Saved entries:
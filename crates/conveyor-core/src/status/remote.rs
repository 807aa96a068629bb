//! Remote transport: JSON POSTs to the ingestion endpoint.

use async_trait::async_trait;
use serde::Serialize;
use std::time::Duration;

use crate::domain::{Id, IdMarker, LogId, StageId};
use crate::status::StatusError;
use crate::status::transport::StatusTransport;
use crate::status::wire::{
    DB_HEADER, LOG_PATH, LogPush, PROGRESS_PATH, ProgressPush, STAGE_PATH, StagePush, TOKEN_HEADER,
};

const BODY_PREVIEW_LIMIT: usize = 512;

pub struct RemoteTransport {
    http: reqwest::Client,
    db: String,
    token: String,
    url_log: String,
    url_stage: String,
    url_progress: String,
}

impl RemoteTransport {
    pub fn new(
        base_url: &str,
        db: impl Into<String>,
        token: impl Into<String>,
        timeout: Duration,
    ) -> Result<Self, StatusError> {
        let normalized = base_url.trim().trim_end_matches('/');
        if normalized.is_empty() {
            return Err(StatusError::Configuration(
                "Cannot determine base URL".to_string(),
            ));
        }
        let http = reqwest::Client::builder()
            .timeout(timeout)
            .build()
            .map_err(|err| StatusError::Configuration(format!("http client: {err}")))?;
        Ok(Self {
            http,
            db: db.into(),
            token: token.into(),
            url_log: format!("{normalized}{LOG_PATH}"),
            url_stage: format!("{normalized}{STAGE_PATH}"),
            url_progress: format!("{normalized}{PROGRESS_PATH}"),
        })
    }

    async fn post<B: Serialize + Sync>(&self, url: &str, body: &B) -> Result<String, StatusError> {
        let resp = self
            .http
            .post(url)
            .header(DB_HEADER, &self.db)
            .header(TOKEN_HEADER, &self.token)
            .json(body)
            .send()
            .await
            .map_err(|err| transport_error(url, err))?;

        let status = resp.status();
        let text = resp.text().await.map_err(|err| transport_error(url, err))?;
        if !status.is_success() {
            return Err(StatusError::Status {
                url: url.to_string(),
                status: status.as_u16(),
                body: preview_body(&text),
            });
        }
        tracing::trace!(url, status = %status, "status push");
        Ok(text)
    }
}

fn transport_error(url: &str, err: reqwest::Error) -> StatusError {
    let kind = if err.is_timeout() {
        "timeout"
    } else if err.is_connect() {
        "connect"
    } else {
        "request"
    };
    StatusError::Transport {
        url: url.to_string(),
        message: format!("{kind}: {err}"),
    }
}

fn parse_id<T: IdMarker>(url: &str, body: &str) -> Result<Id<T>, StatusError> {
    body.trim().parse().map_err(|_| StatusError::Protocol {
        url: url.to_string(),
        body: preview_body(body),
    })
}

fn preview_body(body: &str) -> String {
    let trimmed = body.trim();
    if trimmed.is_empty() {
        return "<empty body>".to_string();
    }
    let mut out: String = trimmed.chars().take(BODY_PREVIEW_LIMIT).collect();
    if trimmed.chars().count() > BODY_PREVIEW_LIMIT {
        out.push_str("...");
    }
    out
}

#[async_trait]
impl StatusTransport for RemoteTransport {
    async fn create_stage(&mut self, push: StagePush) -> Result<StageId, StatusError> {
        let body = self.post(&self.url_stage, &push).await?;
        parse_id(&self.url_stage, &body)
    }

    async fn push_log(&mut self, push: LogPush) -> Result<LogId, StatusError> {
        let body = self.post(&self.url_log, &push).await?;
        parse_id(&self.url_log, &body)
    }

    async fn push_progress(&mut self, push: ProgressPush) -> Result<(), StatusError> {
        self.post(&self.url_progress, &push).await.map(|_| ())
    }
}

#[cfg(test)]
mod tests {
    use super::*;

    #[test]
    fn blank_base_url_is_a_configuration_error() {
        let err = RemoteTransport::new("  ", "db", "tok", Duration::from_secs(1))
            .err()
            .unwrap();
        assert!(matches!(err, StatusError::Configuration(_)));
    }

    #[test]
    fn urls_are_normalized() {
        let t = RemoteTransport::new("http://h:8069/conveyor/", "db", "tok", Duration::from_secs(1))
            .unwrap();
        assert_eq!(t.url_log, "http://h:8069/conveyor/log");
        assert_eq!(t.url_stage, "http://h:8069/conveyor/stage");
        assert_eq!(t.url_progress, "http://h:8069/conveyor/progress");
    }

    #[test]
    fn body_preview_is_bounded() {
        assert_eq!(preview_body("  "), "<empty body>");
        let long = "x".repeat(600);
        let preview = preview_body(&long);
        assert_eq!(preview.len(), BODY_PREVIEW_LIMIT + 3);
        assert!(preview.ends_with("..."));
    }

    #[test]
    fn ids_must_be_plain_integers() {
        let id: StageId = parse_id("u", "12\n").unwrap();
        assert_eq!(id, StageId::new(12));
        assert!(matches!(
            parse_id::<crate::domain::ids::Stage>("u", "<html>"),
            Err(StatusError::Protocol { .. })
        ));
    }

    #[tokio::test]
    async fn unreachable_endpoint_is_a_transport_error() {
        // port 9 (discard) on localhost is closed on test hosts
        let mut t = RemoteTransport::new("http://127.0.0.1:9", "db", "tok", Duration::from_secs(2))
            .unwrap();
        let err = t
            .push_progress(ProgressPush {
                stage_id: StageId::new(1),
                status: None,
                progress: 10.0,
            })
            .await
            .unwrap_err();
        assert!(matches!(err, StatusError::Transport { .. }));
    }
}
==
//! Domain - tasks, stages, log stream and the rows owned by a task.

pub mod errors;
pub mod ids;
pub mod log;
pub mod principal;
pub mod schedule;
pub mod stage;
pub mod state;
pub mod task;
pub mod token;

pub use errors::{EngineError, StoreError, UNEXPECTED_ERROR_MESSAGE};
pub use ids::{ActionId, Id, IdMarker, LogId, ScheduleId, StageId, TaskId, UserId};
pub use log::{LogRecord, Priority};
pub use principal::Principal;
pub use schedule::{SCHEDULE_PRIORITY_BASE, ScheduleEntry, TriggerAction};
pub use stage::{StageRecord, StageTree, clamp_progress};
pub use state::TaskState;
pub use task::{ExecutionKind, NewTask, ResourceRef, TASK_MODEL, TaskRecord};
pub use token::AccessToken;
* * *
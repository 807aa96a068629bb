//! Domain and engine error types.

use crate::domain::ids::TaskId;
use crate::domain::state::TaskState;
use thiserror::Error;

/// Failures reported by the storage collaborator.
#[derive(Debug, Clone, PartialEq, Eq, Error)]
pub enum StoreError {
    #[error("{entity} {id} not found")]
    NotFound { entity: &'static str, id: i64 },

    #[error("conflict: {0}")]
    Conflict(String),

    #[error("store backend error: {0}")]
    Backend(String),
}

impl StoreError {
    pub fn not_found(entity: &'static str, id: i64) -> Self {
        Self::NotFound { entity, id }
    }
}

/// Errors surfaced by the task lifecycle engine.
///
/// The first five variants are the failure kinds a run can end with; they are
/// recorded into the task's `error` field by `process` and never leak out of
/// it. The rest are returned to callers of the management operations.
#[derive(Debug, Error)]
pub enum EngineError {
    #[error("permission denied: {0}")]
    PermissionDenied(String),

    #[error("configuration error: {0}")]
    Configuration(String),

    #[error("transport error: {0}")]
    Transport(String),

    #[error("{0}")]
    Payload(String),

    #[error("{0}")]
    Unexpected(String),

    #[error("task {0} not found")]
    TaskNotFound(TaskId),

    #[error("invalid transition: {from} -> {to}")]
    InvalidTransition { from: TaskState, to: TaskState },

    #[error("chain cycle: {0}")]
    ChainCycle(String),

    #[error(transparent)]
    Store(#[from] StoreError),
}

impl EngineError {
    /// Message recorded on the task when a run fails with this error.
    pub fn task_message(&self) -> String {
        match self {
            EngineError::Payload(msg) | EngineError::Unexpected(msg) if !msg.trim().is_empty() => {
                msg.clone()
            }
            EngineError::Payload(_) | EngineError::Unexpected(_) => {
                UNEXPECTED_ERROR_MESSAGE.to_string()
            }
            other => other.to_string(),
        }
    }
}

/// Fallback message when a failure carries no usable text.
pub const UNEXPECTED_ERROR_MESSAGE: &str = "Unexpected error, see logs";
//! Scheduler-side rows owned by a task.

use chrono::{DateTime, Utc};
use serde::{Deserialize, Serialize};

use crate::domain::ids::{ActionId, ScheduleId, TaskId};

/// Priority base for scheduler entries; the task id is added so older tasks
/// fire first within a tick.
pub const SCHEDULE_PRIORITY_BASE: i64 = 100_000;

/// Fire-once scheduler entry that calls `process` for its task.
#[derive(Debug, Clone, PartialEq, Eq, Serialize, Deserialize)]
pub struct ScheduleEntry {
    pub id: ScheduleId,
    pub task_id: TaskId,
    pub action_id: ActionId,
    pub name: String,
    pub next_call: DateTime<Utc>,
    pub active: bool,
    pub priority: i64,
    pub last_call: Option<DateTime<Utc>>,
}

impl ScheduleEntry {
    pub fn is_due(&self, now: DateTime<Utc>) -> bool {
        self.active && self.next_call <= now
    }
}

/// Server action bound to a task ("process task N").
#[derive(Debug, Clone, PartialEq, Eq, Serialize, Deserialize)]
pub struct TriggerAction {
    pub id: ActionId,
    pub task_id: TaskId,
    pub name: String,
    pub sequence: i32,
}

> What is expected
Determine the count of lines in the data that contain the string "Duration", and reply with that count alone.

> The completed task
5